◆ How to complete this task ◆
Copy all lines of the listing that include the string "height".
━━━ Exercise data
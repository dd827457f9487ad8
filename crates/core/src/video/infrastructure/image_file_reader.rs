use std::path::Path;

use crate::shared::frame::Frame;
use crate::shared::video_metadata::VideoMetadata;
use crate::video::domain::frame_source::FrameSource;

/// Serves a still image as a one-frame stream.
#[derive(Default)]
pub struct ImageFileReader {
    frame: Option<Frame>,
}

impl ImageFileReader {
    pub fn new() -> Self {
        Self::default()
    }
}

impl FrameSource for ImageFileReader {
    fn open(&mut self, path: &Path) -> Result<VideoMetadata, Box<dyn std::error::Error>> {
        let rgb = image::open(path)?.to_rgb8();
        let (width, height) = rgb.dimensions();
        self.frame = Some(Frame::new(rgb.into_raw(), width, height, 3, 0));
        log::debug!("Opened image {} ({width}x{height})", path.display());
        Ok(VideoMetadata::still(width, height, Some(path.to_path_buf())))
    }

    fn frames(
        &mut self,
    ) -> Box<dyn Iterator<Item = Result<Frame, Box<dyn std::error::Error>>> + '_> {
        match self.frame.take() {
            Some(frame) => Box::new(std::iter::once(Ok(frame))),
            None => Box::new(std::iter::once(Err("ImageFileReader: not opened".into()))),
        }
    }

    fn close(&mut self) {
        self.frame = None;
    }
}

#[cfg(test)]
mod tests {
    use super::*;

    fn write_png(path: &Path, width: u32, height: u32) {
        let img = image::RgbImage::from_fn(width, height, |x, y| image::Rgb([x as u8, y as u8, 7]));
        img.save(path).unwrap();
    }

    #[test]
    fn test_open_reports_still_metadata() {
        let dir = tempfile::tempdir().unwrap();
        let path = dir.path().join("face.png");
        write_png(&path, 32, 24);

        let mut reader = ImageFileReader::new();
        let meta = reader.open(&path).unwrap();
        assert_eq!((meta.width, meta.height), (32, 24));
        assert_eq!(meta.total_frames, 1);
        assert_eq!(meta.source_path, Some(path));
    }

    #[test]
    fn test_yields_exactly_one_rgb_frame() {
        let dir = tempfile::tempdir().unwrap();
        let path = dir.path().join("face.png");
        write_png(&path, 8, 4);

        let mut reader = ImageFileReader::new();
        reader.open(&path).unwrap();
        let frames: Vec<_> = reader.frames().collect();
        assert_eq!(frames.len(), 1);
        let frame = frames.into_iter().next().unwrap().unwrap();
        assert_eq!(frame.index(), 0);
        assert_eq!(frame.as_ndarray()[[3, 5, 0]], 5);
        assert_eq!(frame.as_ndarray()[[3, 5, 1]], 3);
        assert_eq!(frame.as_ndarray()[[3, 5, 2]], 7);
    }

    #[test]
    fn test_open_missing_file_fails() {
        let mut reader = ImageFileReader::new();
        assert!(reader.open(Path::new("/nonexistent/face.png")).is_err());
    }

    #[test]
    fn test_frames_without_open_is_error() {
        let mut reader = ImageFileReader::new();
        assert!(reader.frames().next().unwrap().is_err());
    }

    #[test]
    fn test_close_discards_frame() {
        let dir = tempfile::tempdir().unwrap();
        let path = dir.path().join("face.png");
        write_png(&path, 4, 4);
        let mut reader = ImageFileReader::new();
        reader.open(&path).unwrap();
        reader.close();
        assert!(reader.frames().next().unwrap().is_err());
    }
}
━━━━━━
◆ Written response ◆
        let (width, height) = rgb.dimensions();
        self.frame = Some(Frame::new(rgb.into_raw(), width, height, 3, 0));
        log::debug!("Opened image {} ({width}x{height})", path.display());
        Ok(VideoMetadata::still(width, height, Some(path.to_path_buf())))
    fn write_png(path: &Path, width: u32, height: u32) {
        let img = image::RgbImage::from_fn(width, height, |x, y| image::Rgb([x as u8, y as u8, 7]));
        assert_eq!((meta.width, meta.height), (32, 24));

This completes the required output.